Procedimento disciplinare e rapporto di lavoro
licenziamento immediato per i corrotti
L’ art.32-quinquies del codice penale prevede che in caso di condanna a due anni per peculato, corruzione, concussione consegua l’estinzione del rapporto di lavoro o di impiego nei confronti del dipendente di amministrazioni , enti pubblici e enti a prevalente partecipazione pubblica. In altre parole in caso di condanna per un reato contro la Pubblica Amministrazione consegue il licenziamento immediato del dipendente.
Cenni sul procedimento disciplinare
il procedimento disciplinare nel pubblico impiego è regolato dal DPR 165 del 2001 ed ai vari contratti collettivi nazionali di lavoro per i singoli comparti che, in ogni caso, non sono difformi dalla norma di legge.
A seconda della gravità dell’infrazione disciplinare e della sanzione, la normativa prevede che ci sia la competenza del dirigente del settore (per le infrazioni meno gravi) o dell’UPD (per le infrazioni più gravi).
Sono previste scansioni temporali per la contestazione, per l’avvio del procedimento disciplinare per la sua conclusione, sono stabilite norme di procedimento e soprattutto regole per il diritto di difesa dell’incolpato.
Per quanto riguarda il tema centrale di queste note, ossia i casi in cui un pubblico dipendente possa aver commesso dei reati, c’è una norma specifica che disciplina i rapporti tra il procedimento disciplinare e procedimento penale, l’articolo 55-ter del DPR 165.
Il principio stabilito dalla legge e fondamentalmente quello dell’autonomia tra disciplinare e penale: il procedimento disciplinare, che abbia ad oggetto, in tutto o in parte, fatti in relazione ai quali procede l’autorità giudiziaria, è proseguito e concluso anche in pendenza del procedimento penale.
Sospensione del procedimento disciplinare: per le infrazioni gravi (punite con la sospensione sopra i 10 giorni) l’UPD, nei casi di particolare complessità dell’accertamento del fatto addebitato al dipendente e quando all’esito dell’istruttoria non dispone di elementi sufficienti a motivare l’irrogazione della sanzione, può sospendere il procedimento disciplinare fino al termine di quello penale. Il procedimento disciplinare sospeso può essere riattivato qualora l’amministrazione giunga in possesso di elementi nuovi, sufficienti per concludere il procedimento, ivi incluso un provvedimento giurisdizionale non definitivo. Resta in ogni caso salva la possibilità di adottare la sospensione o altri provvedimenti cautelari nei confronti del dipendente.
Se il dipendente viene sanzionato in sede disciplinare poi viene assolto in sede penale può chiedere al UPD ( entro 6 mesi dall’irrevocabilità della pronuncia penale) di riaprire il procedimento disciplinare per modificarne o confermarne l’atto conclusivo in relazione all’esito del giudizio penale.
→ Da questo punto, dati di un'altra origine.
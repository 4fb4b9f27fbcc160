use std::io::{self, Stdout};
use std::time::Duration;

use crossterm::event::{DisableMouseCapture, EnableMouseCapture, Event};
use crossterm::terminal::{EnterAlternateScreen, LeaveAlternateScreen};
use crossterm::{execute, terminal};
use ratatui::backend::CrosstermBackend;
use ratatui::{Frame, Terminal};

use super::{InputDriver, OutputDriver, normalize_event};

#[derive(Debug, Default)]
pub struct ConsoleInputDriver;

impl ConsoleInputDriver {
    pub fn new() -> Self {
        Self
    }
}

impl InputDriver for ConsoleInputDriver {
    fn poll(&mut self, timeout: Duration) -> io::Result<bool> {
        crossterm::event::poll(timeout)
    }

    fn read(&mut self) -> io::Result<Event> {
        loop {
            if let Some(event) = normalize_event(crossterm::event::read()?) {
                return Ok(event);
            }
        }
    }

    fn set_mouse_capture(&mut self, enabled: bool) -> io::Result<()> {
        if enabled {
            execute!(io::stdout(), EnableMouseCapture)
        } else {
            execute!(io::stdout(), DisableMouseCapture)
        }
    }
}

/// Alternate-screen, raw-mode terminal. Leaving is idempotent and also
/// happens on drop, so an early `?` return still restores the shell.
pub struct ConsoleOutputDriver {
    terminal: Terminal<CrosstermBackend<Stdout>>,
    entered: bool,
}

impl ConsoleOutputDriver {
    pub fn new() -> io::Result<Self> {
        let backend = CrosstermBackend::new(io::stdout());
        let terminal = Terminal::new(backend)?;
        Ok(Self {
            terminal,
            entered: false,
        })
    }
}

impl OutputDriver for ConsoleOutputDriver {
    fn enter(&mut self) -> io::Result<()> {
        if self.entered {
            return Ok(());
        }
        execute!(self.terminal.backend_mut(), EnterAlternateScreen)?;
        terminal::enable_raw_mode()?;
        self.terminal.hide_cursor()?;
        self.entered = true;
        Ok(())
    }

    fn exit(&mut self) -> io::Result<()> {
        if !self.entered {
            return Ok(());
        }
        terminal::disable_raw_mode()?;
        execute!(
            self.terminal.backend_mut(),
            DisableMouseCapture,
            LeaveAlternateScreen
        )?;
        self.terminal.show_cursor()?;
        self.entered = false;
        Ok(())
    }

    fn draw<F>(&mut self, f: F) -> io::Result<()>
    where
        F: FnOnce(&mut Frame<'_>),
    {
        self.terminal
            .draw(f)
            .map(|_| ())
            .map_err(|err| io::Error::other(err.to_string()))
    }
}

impl Drop for ConsoleOutputDriver {
    fn drop(&mut self) {
        let _ = self.exit();
    }
}
use ratatui::Frame;
use ratatui::layout::Rect;

pub mod help_overlay;
pub mod notes_panel;
pub mod status_bar;
pub mod strip;

pub use help_overlay::HelpOverlay;
pub use notes_panel::NotesPanel;
pub use status_bar::StatusBar;
pub use strip::Strip;

pub trait Component {
    fn render(&mut self, frame: &mut Frame<'_>, area: Rect);
}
Se il procedimento disciplinare si conclude con l’archiviazione ed il processo penale con una sentenza irrevocabile di condanna, l’UPD riapre il procedimento disciplinare per adeguare le determinazioni conclusive all’esito del giudizio penale. Il procedimento disciplinare viene anche riaperto se dalla sentenza irrevocabile di condanna risulta che il fatto addebitabile al dipendente in sede disciplinare comporta la sanzione del licenziamento, mentre ne è stata applicata una diversa.
Il badge, l’orario di lavoro
False attestazioni o certificazioni
Articoli 55 quater e quinquies del DPR 165/2001
Reclusione da uno a cinque anni + multa da euro 400 ad euro 1.600: così viene punito il dipendente che attesta falsamente la propria presenza in servizio, mediante l’alterazione dei sistemi di rilevamento della presenza o con altre modalità fraudolente: il grande classico è il dipendente assente che si fa passare il badge dal collega.
Così viene anche punito chi giustifica l’assenza dal servizio mediante una certificazione medica falsa o falsamente attestante uno stato di malattia
La medesima pena si applica al medico e a chiunque altro concorre nella commissione del delitto: cioè anche il collega che passa il badge per l’amico concorre in questa particolare tipo di truffa e prenderà la stessa pena da uno a cinque anni di carcere.
La legge stabilisce che il dipendente debba anche rimborsare la retribuzione presa abusivamente, e risarcire all’azienda il danno all’immagine.
Ma non è tutto, perché l’articolo 55 quater stabilisce che in questi casi c’è sempre la sanzione disciplinare del licenziamento.